What you are asked to do
Count how many lines in the data hold the word "update", and give that number alone.

Data for processing
=== Begin Enclosure ===

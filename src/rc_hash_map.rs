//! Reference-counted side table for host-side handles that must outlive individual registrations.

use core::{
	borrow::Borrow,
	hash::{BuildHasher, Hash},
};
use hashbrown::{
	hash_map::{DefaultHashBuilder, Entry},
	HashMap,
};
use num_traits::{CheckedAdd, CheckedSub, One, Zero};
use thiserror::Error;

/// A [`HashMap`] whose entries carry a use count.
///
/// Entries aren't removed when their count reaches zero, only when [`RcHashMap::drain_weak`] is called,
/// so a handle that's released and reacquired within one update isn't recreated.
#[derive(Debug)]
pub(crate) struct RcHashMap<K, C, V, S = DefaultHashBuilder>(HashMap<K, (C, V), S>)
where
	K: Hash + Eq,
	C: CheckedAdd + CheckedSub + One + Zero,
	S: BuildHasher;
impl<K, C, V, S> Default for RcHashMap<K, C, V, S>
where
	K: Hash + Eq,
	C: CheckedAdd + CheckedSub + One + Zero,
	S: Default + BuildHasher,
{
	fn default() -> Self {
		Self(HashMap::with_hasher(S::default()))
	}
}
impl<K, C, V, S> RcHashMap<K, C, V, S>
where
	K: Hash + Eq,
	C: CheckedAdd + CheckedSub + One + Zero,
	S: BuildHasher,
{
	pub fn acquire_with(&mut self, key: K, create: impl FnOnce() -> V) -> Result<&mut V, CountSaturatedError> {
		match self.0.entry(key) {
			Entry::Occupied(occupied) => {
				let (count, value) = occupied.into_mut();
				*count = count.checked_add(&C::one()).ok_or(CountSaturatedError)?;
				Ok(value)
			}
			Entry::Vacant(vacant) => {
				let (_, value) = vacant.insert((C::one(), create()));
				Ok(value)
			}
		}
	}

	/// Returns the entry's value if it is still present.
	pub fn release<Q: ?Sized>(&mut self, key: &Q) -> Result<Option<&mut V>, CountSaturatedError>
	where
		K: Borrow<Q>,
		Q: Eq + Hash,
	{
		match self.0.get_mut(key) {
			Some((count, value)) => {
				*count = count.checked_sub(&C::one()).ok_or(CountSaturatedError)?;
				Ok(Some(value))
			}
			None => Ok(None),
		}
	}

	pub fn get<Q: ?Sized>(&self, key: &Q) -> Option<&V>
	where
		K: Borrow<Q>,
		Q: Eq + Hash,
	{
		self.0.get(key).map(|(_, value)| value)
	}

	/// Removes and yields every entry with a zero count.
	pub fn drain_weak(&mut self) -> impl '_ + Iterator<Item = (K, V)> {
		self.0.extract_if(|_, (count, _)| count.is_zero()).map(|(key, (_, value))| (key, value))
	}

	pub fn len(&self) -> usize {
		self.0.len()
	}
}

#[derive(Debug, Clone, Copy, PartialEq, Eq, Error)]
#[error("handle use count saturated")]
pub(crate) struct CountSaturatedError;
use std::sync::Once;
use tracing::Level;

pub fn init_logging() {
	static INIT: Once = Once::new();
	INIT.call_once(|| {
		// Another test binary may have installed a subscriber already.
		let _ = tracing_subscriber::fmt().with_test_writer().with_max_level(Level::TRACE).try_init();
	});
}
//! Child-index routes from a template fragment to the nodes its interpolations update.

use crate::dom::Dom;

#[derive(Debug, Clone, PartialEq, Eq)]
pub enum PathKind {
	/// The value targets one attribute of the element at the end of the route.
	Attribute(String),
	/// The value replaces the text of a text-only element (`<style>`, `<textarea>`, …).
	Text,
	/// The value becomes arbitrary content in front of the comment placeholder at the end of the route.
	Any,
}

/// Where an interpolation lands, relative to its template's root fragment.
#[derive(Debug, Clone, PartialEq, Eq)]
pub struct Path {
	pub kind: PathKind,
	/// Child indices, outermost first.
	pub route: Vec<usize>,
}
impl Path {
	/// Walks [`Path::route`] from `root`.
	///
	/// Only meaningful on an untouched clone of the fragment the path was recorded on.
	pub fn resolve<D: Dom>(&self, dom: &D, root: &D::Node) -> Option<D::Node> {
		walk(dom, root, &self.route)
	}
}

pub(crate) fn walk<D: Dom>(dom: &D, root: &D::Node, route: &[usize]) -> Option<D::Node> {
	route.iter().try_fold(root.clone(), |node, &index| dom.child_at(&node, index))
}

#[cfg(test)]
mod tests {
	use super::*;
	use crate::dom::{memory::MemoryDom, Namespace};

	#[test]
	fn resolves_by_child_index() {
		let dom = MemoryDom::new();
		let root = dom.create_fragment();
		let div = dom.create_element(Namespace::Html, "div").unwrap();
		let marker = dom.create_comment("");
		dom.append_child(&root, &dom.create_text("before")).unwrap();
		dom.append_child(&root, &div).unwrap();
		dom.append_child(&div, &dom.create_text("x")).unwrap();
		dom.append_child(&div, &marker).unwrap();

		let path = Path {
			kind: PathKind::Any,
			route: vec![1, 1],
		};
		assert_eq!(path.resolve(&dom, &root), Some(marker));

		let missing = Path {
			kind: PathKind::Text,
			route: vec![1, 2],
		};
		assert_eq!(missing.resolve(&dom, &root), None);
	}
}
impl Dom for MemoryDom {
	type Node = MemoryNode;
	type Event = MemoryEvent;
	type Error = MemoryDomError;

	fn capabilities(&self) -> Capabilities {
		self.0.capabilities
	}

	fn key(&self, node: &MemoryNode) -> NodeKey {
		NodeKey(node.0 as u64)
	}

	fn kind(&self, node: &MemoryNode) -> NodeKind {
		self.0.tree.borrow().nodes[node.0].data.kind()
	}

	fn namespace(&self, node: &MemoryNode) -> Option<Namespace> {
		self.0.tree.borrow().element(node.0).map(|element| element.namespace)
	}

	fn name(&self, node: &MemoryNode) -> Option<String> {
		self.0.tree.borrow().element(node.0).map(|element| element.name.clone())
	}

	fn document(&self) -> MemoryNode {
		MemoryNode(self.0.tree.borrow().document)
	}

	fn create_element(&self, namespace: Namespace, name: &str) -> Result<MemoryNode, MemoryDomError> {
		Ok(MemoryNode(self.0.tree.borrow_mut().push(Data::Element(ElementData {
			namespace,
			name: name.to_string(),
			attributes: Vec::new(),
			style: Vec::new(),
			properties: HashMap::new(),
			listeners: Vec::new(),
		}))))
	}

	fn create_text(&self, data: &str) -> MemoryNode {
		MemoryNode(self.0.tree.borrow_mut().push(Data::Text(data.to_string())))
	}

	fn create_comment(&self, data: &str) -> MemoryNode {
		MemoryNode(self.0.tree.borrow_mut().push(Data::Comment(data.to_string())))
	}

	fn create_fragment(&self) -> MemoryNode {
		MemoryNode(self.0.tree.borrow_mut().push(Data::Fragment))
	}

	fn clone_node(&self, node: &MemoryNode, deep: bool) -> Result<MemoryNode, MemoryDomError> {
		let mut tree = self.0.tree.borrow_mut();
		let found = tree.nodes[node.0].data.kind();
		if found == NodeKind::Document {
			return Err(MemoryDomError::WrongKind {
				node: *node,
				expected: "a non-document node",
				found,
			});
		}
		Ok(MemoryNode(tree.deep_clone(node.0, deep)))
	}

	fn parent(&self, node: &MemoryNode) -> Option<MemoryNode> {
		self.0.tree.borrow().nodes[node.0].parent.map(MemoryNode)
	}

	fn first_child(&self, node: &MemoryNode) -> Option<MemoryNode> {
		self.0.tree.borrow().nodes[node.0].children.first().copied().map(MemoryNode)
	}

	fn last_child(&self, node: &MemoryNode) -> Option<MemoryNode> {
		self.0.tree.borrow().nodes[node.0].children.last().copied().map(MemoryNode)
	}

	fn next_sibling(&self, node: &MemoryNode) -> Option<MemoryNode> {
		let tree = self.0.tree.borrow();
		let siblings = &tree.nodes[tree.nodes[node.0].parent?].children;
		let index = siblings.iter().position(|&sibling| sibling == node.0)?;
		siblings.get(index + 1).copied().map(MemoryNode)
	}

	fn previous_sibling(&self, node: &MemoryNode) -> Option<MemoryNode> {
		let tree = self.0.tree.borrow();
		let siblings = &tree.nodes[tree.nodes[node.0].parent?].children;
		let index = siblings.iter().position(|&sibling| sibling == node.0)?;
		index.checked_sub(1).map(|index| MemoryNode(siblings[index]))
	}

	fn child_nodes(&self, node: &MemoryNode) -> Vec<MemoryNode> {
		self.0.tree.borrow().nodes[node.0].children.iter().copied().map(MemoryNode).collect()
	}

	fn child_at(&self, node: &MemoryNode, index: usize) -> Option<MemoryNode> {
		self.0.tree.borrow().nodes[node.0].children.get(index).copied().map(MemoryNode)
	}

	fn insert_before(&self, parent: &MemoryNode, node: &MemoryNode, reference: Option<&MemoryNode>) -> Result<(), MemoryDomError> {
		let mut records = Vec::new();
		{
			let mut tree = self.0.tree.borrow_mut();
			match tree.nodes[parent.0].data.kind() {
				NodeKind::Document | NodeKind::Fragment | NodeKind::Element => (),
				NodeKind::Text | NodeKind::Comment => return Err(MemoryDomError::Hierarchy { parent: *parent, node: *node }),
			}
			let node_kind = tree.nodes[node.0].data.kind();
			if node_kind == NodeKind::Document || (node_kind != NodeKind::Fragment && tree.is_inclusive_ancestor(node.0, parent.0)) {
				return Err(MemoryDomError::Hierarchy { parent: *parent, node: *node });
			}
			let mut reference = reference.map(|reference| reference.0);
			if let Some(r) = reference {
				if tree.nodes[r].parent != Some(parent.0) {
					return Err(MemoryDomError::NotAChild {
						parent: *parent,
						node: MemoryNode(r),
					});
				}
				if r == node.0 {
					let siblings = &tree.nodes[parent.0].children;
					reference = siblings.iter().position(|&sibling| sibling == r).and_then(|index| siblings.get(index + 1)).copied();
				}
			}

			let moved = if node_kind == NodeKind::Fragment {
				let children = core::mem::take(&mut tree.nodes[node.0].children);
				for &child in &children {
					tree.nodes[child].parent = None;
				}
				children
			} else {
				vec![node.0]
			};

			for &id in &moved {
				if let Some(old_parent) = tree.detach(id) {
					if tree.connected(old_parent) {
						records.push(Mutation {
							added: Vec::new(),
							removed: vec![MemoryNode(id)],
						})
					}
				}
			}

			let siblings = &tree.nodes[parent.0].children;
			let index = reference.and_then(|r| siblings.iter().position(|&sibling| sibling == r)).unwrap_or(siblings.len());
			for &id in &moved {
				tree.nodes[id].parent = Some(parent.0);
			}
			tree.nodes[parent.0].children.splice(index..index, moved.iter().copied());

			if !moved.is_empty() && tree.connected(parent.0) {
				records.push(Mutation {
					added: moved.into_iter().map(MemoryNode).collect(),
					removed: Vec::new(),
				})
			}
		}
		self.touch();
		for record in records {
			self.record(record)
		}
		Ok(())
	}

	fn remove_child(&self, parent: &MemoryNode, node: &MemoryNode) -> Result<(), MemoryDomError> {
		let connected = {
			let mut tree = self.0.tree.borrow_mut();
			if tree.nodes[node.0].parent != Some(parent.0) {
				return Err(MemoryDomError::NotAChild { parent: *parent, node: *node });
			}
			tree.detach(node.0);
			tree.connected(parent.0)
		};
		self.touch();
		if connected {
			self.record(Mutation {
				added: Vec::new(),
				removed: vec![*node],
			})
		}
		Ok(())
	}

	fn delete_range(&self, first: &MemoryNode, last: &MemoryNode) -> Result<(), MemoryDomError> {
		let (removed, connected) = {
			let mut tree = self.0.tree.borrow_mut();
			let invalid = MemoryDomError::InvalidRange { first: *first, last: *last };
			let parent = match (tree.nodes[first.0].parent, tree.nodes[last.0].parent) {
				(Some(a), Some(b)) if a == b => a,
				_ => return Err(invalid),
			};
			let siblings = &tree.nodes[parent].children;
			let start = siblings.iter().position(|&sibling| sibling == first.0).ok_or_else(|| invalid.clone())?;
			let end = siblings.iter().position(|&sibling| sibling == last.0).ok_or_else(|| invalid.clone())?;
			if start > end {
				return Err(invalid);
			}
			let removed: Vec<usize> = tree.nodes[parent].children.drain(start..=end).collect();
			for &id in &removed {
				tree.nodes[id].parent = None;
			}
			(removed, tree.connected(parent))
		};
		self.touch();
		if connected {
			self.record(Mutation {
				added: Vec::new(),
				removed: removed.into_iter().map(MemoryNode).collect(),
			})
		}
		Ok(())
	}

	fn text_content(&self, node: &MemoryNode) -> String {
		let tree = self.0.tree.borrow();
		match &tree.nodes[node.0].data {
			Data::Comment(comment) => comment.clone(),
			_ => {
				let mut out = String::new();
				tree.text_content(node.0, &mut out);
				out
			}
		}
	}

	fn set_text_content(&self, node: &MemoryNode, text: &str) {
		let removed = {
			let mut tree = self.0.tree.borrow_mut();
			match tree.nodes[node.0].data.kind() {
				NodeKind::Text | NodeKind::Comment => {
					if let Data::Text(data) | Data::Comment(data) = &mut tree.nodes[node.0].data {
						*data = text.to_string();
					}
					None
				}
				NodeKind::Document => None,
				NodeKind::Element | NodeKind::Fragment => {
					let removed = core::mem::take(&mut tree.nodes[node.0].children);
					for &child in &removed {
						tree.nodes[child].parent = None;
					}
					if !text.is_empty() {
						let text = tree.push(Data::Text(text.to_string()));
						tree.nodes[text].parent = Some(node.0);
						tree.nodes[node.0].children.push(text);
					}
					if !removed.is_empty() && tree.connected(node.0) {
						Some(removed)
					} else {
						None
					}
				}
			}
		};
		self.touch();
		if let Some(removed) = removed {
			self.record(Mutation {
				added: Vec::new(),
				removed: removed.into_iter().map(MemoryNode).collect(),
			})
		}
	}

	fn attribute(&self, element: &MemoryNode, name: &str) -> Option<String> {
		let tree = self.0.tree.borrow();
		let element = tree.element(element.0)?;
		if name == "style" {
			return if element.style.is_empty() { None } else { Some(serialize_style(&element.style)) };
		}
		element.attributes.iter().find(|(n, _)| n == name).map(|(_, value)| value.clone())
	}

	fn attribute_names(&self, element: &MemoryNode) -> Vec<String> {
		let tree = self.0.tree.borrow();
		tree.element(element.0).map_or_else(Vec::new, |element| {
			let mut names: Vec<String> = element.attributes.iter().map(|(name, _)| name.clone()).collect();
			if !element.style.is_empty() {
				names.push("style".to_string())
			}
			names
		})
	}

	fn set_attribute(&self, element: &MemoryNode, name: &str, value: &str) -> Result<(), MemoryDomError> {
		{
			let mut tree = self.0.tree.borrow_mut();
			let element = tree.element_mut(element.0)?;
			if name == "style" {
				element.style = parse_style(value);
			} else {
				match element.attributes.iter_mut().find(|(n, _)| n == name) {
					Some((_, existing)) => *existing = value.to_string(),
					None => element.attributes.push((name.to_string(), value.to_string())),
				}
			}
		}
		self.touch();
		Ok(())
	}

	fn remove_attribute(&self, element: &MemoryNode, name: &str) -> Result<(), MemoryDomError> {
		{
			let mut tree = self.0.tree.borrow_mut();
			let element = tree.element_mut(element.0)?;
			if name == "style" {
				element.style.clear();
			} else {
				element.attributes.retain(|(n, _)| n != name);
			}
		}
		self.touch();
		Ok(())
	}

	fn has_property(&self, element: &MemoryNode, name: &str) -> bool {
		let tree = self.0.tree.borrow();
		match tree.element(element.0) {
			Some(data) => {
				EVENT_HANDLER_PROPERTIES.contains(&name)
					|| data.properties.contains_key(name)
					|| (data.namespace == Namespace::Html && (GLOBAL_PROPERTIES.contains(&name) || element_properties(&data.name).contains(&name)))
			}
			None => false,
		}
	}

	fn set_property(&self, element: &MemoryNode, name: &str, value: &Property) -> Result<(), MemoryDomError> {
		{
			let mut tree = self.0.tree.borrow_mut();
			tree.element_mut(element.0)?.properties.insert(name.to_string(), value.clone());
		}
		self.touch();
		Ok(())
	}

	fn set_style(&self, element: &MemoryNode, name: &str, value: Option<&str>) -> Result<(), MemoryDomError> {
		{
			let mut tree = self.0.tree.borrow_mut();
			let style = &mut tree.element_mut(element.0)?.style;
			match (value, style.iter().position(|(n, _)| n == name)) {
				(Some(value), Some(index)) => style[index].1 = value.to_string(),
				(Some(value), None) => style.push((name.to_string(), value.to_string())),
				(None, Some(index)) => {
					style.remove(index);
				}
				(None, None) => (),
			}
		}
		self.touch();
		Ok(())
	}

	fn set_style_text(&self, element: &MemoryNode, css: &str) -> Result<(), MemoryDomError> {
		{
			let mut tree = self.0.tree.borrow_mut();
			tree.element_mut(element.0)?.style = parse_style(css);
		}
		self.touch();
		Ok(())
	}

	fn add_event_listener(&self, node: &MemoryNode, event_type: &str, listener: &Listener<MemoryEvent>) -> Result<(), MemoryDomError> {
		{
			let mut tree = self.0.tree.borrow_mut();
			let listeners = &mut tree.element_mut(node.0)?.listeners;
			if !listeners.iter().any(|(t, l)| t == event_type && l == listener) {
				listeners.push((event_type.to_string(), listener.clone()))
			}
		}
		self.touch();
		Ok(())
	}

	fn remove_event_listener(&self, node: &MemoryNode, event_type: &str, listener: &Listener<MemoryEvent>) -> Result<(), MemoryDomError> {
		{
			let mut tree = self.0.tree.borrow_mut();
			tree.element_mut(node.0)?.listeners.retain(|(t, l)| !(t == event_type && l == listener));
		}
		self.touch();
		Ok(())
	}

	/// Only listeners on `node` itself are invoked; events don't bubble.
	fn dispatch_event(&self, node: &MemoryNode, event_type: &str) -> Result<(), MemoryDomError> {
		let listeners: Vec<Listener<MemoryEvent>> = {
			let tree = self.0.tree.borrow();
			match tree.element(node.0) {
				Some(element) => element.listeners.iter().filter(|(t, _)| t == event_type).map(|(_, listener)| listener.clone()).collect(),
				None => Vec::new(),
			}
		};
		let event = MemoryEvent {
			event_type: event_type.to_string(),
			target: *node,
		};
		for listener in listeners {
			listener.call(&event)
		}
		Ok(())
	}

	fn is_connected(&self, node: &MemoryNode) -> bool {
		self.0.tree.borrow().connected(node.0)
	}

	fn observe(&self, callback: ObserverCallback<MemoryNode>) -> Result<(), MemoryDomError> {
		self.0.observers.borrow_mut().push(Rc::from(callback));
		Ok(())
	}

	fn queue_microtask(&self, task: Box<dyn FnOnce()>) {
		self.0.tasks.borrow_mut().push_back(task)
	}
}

=== End Enclosure ===

Your solution
2